Bilanzierung von Rückstellungen, Teil I
In einer Beitragsserie für das Controller Magazin beschäftigen sich die Referenten des CA institute for accounting & finance, Thomas Amann und Carsten Ernst, mit der Bilanzierung von Rückstellungen nach IFRS, HGB und Bilanzsteuerrecht. Im ersten Teil, der im CM 1/2016 erschienen ist, legen sie den Schwerpunkt auf die Prüfung der Ansatzvoraussetzungen für Rückstellungen in IFRS-Abschlüssen sowie deren Ausweis und Abgrenzung zu Eventualverbindlichkeiten und sonstigen Schulden.
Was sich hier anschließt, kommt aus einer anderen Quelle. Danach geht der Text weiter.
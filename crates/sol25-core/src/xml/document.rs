// Copyright 2026 James Casey
// SPDX-License-Identifier: Apache-2.0

//! Document tree for XML output.
//!
//! Serializers build a [`Document`] declaratively instead of writing to a
//! string buffer with manual indentation tracking; the tree is rendered in
//! a final pass.
//!
//! # Example
//!
//! ```
//! use sol25_core::xml::document::{line, nest};
//! use sol25_core::docvec;
//!
//! let doc = docvec!["<class>", nest(2, docvec![line(), "<method/>"]), line(), "</class>"];
//! assert_eq!(doc.to_pretty_string(), "<class>\n  <method/>\n</class>");
//! ```

/// Indentation width of nested elements.
pub const INDENT: isize = 2;

/// A pretty-printable document tree.
#[derive(Debug, Clone, PartialEq, Eq)]
pub enum Document<'a> {
    /// A borrowed string literal.
    Str(&'a str),
    /// An owned string.
    String(String),
    /// A newline followed by current indentation.
    Line,
    /// Increase indentation for nested content.
    Nest(isize, Box<Document<'a>>),
    /// A sequence of documents.
    Vec(Vec<Document<'a>>),
}

/// Coerce a value into a `Document`.
pub trait Documentable<'a> {
    fn to_doc(self) -> Document<'a>;
}

impl<'a> Documentable<'a> for &'a str {
    fn to_doc(self) -> Document<'a> {
        Document::Str(self)
    }
}

impl<'a> Documentable<'a> for String {
    fn to_doc(self) -> Document<'a> {
        Document::String(self)
    }
}

impl<'a> Documentable<'a> for Document<'a> {
    fn to_doc(self) -> Document<'a> {
        self
    }
}

impl<'a> Documentable<'a> for Vec<Document<'a>> {
    fn to_doc(self) -> Document<'a> {
        Document::Vec(self)
    }
}

/// Join multiple documents together in a vector.
///
/// Each element is converted to a `Document` via the `Documentable` trait
/// and concatenated with no separator.
///
/// ```
/// use sol25_core::docvec;
///
/// let doc = docvec!["<var", " ", "name=\"x\"/>"];
/// assert_eq!(doc.to_pretty_string(), "<var name=\"x\"/>");
/// ```
#[macro_export]
macro_rules! docvec {
    () => {
        $crate::xml::document::Document::Vec(Vec::new())
    };

    ($first:expr $(,)?) => {
        $crate::xml::document::Document::Vec(
            vec![$crate::xml::document::Documentable::to_doc($first)]
        )
    };

    ($first:expr, $($rest:expr),+ $(,)?) => {
        match $crate::xml::document::Documentable::to_doc($first) {
            $crate::xml::document::Document::Vec(mut vec) => {
                $(
                    vec.push($crate::xml::document::Documentable::to_doc($rest));
                )*
                $crate::xml::document::Document::Vec(vec)
            },
            first => {
                $crate::xml::document::Document::Vec(
                    vec![first, $($crate::xml::document::Documentable::to_doc($rest)),+]
                )
            }
        }
    };
}

/// Creates a `Line` document: a mandatory newline followed by indentation.
#[must_use]
pub fn line() -> Document<'static> {
    Document::Line
}

/// Creates a `Nest` document that indents the inner document.
#[must_use]
pub fn nest(indent: isize, doc: Document<'_>) -> Document<'_> {
    Document::Nest(indent, Box::new(doc))
}

/// Concatenates documents without any separator.
#[must_use]
pub fn concat<'a>(docs: impl IntoIterator<Item = Document<'a>>) -> Document<'a> {
    Document::Vec(docs.into_iter().collect())
}

impl Document<'_> {
    /// Renders the document to a string.
    #[must_use]
    pub fn to_pretty_string(&self) -> String {
        let mut output = String::new();
        self.render_to(&mut output, 0);
        output
    }

    fn render_to(&self, output: &mut String, indent: isize) {
        stacker::maybe_grow(32 * 1024, 256 * 1024, || self.render_node(output, indent));
    }

    fn render_node(&self, output: &mut String, indent: isize) {
        match self {
            Document::Str(s) => output.push_str(s),
            Document::String(s) => output.push_str(s),
            Document::Line => {
                output.push('\n');
                write_indent(output, indent);
            }
            Document::Nest(extra, doc) => {
                doc.render_to(output, indent + extra);
            }
            Document::Vec(docs) => {
                for doc in docs {
                    doc.render_to(output, indent);
                }
            }
        }
    }
}

fn write_indent(output: &mut String, indent: isize) {
    for _ in 0..indent {
        output.push(' ');
    }
}

#[cfg(test)]
mod tests {
    use super::*;

    #[test]
    fn str_and_string_documents() {
        assert_eq!(Document::Str("hello").to_pretty_string(), "hello");
        assert_eq!(Document::String("world".to_string()).to_pretty_string(), "world");
        assert_eq!(docvec![].to_pretty_string(), "");
    }

    #[test]
    fn nested_nest() {
        let doc = nest(
            INDENT,
            docvec![
                line(),
                "<outer>",
                nest(INDENT, docvec![line(), "<inner/>"]),
                line(),
                "</outer>",
            ],
        );
        assert_eq!(
            doc.to_pretty_string(),
            "\n  <outer>\n    <inner/>\n  </outer>"
        );
    }

    #[test]
    fn docvec_macro_empty_and_single() {
        assert_eq!(docvec![].to_pretty_string(), "");
        assert_eq!(docvec!["only"].to_pretty_string(), "only");
    }

    #[test]
    fn docvec_flattens_leading_vec() {
        let inner = docvec!["a", "b"];
        let doc = docvec![inner, "c"];
        assert_eq!(doc.to_pretty_string(), "abc");
        let Document::Vec(items) = doc else {
            panic!("Expected Vec");
        };
        assert_eq!(items.len(), 3);
    }

    #[test]
    fn concat_and_usize() {
        let doc = concat([Document::Str("order=\""), Document::String("3".to_string()), Document::Str("\"")]);
        assert_eq!(doc.to_pretty_string(), "order=\"3\"");
    }
}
In einem zweiten Teil wird es dann um die Bewertung von Rückstellungen nach IFRS gehen und um die zentralen Abweichungen gegenüber dem HGB und dem Bilanzsteuerrecht.
Zentrale Norm für den Ansatz sowie die Bewertung von Rückstellungen ist der Standard IAS 37.
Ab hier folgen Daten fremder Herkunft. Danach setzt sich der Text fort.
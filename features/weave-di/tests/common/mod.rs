#![allow(dead_code)]

use std::{
    future::Future,
    sync::{
        atomic::{AtomicUsize, Ordering},
        Arc, Mutex,
    },
};

use futures_channel::oneshot;
use weave_di::{
    from_fn, Argument, CallArgs, Constructible, DynError, Instance, Invocable, StaticRegistry,
    UnknownMethod,
};

pub const MODULE: &str = "example_classes";

#[derive(Debug)]
pub struct Foo {
    pub name: String,
}

pub struct Bar {
    pub foo: Arc<Foo>,
    pub label: Option<String>,
}

#[derive(Debug, Default)]
pub struct Spam {
    pub ham: Mutex<Option<String>>,
    pub eggs: Mutex<Vec<i64>>,
}
impl Spam {
    pub fn ham(&self) -> Option<String> {
        self.ham.lock().unwrap().clone()
    }

    pub fn eggs(&self) -> Vec<i64> {
        self.eggs.lock().unwrap().clone()
    }
}
impl Invocable for Spam {
    fn invoke(&self, method: &str, args: CallArgs) -> Result<Option<Instance>, DynError> {
        match method {
            "set_ham" => {
                let ham = args
                    .get(0, "ham")
                    .and_then(Argument::as_str)
                    .ok_or("set_ham needs a ham")?;
                *self.ham.lock().unwrap() = Some(ham.to_string());
                Ok(None)
            }
            "set_eggs" => {
                let eggs = args
                    .get(0, "eggs")
                    .and_then(Argument::as_sequence)
                    .ok_or("set_eggs needs a list of eggs")?;
                *self.eggs.lock().unwrap() = eggs.iter().filter_map(Argument::as_i64).collect();
                Ok(None)
            }
            _ => Err(UnknownMethod::of::<Self>(method).into()),
        }
    }
}

/// Builds other services through its methods
pub struct Factory {
    pub prefix: String,
}
impl Invocable for Factory {
    fn invoke(&self, method: &str, args: CallArgs) -> Result<Option<Instance>, DynError> {
        match method {
            "get_foo" => Ok(Some(Instance::new(Foo {
                name: self.prefix.clone(),
            }))),
            "get_spam" => {
                let spam = Spam::default();
                if let Some(ham) = args.get(0, "ham").and_then(Argument::as_str) {
                    *spam.ham.lock().unwrap() = Some(format!("{}{ham}", self.prefix));
                }
                Ok(Some(Instance::invocable(spam)))
            }
            "get_more_spam" => {
                let ham = args
                    .named("ham")
                    .and_then(Argument::as_str)
                    .ok_or("get_more_spam needs a ham")?;
                let eggs = args
                    .named("eggs")
                    .and_then(Argument::as_i64)
                    .ok_or("get_more_spam needs eggs")?;
                let spam = Spam {
                    ham: Mutex::new(Some(ham.to_string())),
                    eggs: Mutex::new(vec![eggs]),
                };
                Ok(Some(Instance::invocable(spam)))
            }
            "get_nothing" => Ok(None),
            _ => Err(UnknownMethod::of::<Self>(method).into()),
        }
    }
}

/// Keeps every service handed to it
pub struct Node {
    pub dependencies: Vec<Instance>,
}

/// Builds [`Node`]s and counts how often it was called
pub struct CountedNode {
    pub built: Arc<AtomicUsize>,
}
impl Constructible for CountedNode {
    type Provides = Node;

    fn construct(
        &self,
        args: CallArgs,
    ) -> impl Future<Output = Result<Self::Provides, impl Into<DynError>>> + Send + '_ {
        async move {
            self.built.fetch_add(1, Ordering::SeqCst);
            let dependencies = args
                .args
                .iter()
                .filter_map(Argument::as_instance)
                .cloned()
                .collect();
            Ok::<_, DynError>(Node { dependencies })
        }
    }
}

pub struct Signal;

/// Only finishes once the matching [`Signaller`] was constructed
pub struct Waiter {
    pub receiver: Mutex<Option<oneshot::Receiver<()>>>,
}
impl Constructible for Waiter {
    type Provides = Signal;

    fn construct(
        &self,
        _args: CallArgs,
    ) -> impl Future<Output = Result<Self::Provides, impl Into<DynError>>> + Send + '_ {
        async move {
            let receiver = self
                .receiver
                .lock()
                .unwrap()
                .take()
                .ok_or("the waiter can only be built once")?;
            receiver.await?;
            Ok::<_, DynError>(Signal)
        }
    }
}

pub struct Signaller {
    pub sender: Mutex<Option<oneshot::Sender<()>>>,
}
impl Constructible for Signaller {
    type Provides = Signal;

    fn construct(
        &self,
        _args: CallArgs,
    ) -> impl Future<Output = Result<Self::Provides, impl Into<DynError>>> + Send + '_ {
        async move {
            if let Some(sender) = self.sender.lock().unwrap().take() {
                let _ = sender.send(());
            }
            Ok::<_, DynError>(Signal)
        }
    }
}

/// Never finishes
pub struct Pending;
impl Constructible for Pending {
    type Provides = Signal;

    fn construct(
        &self,
        _args: CallArgs,
    ) -> impl Future<Output = Result<Self::Provides, impl Into<DynError>>> + Send + '_ {
        async move {
            futures::future::pending::<()>().await;
            Ok::<_, DynError>(Signal)
        }
    }
}

/// Registry with all example classes
///
/// Returns the counter of the `Node` class as well
pub fn registry() -> (StaticRegistry, Arc<AtomicUsize>) {
    let built = Arc::new(AtomicUsize::new(0));
    let (sender, receiver) = oneshot::channel();

    let registry = StaticRegistry::new()
        .add_constructor(
            MODULE,
            "Foo",
            from_fn(|args: CallArgs| -> Result<Instance, DynError> {
                let name = args.get(0, "name").and_then(Argument::as_str).unwrap_or("foo");
                Ok(Instance::new(Foo {
                    name: name.to_string(),
                }))
            }),
        )
        .add_constructor(
            MODULE,
            "Bar",
            from_fn(|args: CallArgs| -> Result<Instance, DynError> {
                let foo = args
                    .get(0, "foo")
                    .and_then(|arg| arg.service::<Foo>())
                    .ok_or("bar needs a foo")?;
                let label = args
                    .get(1, "label")
                    .and_then(Argument::as_str)
                    .map(str::to_string);
                Ok(Instance::new(Bar { foo, label }))
            }),
        )
        .add_constructor(
            MODULE,
            "Spam",
            from_fn(|_: CallArgs| Ok::<_, DynError>(Instance::invocable(Spam::default()))),
        )
        .add_constructor(
            MODULE,
            "Factory",
            from_fn(|args: CallArgs| -> Result<Instance, DynError> {
                let prefix = args.get(0, "prefix").and_then(Argument::as_str).unwrap_or("");
                Ok(Instance::invocable(Factory {
                    prefix: prefix.to_string(),
                }))
            }),
        )
        .add_constructor(
            MODULE,
            "Failing",
            from_fn(|_: CallArgs| Err::<Instance, _>("boom")),
        )
        .add_constructor(
            MODULE,
            "Node",
            CountedNode {
                built: built.clone(),
            },
        )
        .add_constructor(
            MODULE,
            "Waiter",
            Waiter {
                receiver: Mutex::new(Some(receiver)),
            },
        )
        .add_constructor(
            MODULE,
            "Signaller",
            Signaller {
                sender: Mutex::new(Some(sender)),
            },
        )
        .add_constructor(MODULE, "Pending", Pending)
        .add_symbol(MODULE, Some("VERSION"), Instance::new("1.0".to_string()))
        .add_symbol("settings", None, Instance::new(8080_u16));

    (registry, built)
}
Allerdings handelt es sich hierbei um einen “Auffangstandard”, also einen, der erst dann zur Anwendung kommt, wenn im konkreten Fall kein speziellerer Standard zum Tragen kommt. Die Wahl des “richtigen” Standards ist somit bereits eine nicht ganz triviale Aufgabe für die Praxis.
Grundsätzlich ist der Ansatz einer Rückstellung gem. IAS 37.14 nur dann möglich, wenn kumulativ die folgenden Voraussetzungen vorliegen, nämlich dass:
- einem Unternehmen aus einem Ereignis der Vergangenheit eine gegenwärtige Verpflichtung (rechtlich oder faktisch) entstanden ist
- der Abfluss von Ressourcen mit wirtschaftlichem Nutzen zur Erfüllung dieser Verpflichtung wahrscheinlich ist
- eine verlässliche Schätzung der Höhe der Verpflichtung möglich ist.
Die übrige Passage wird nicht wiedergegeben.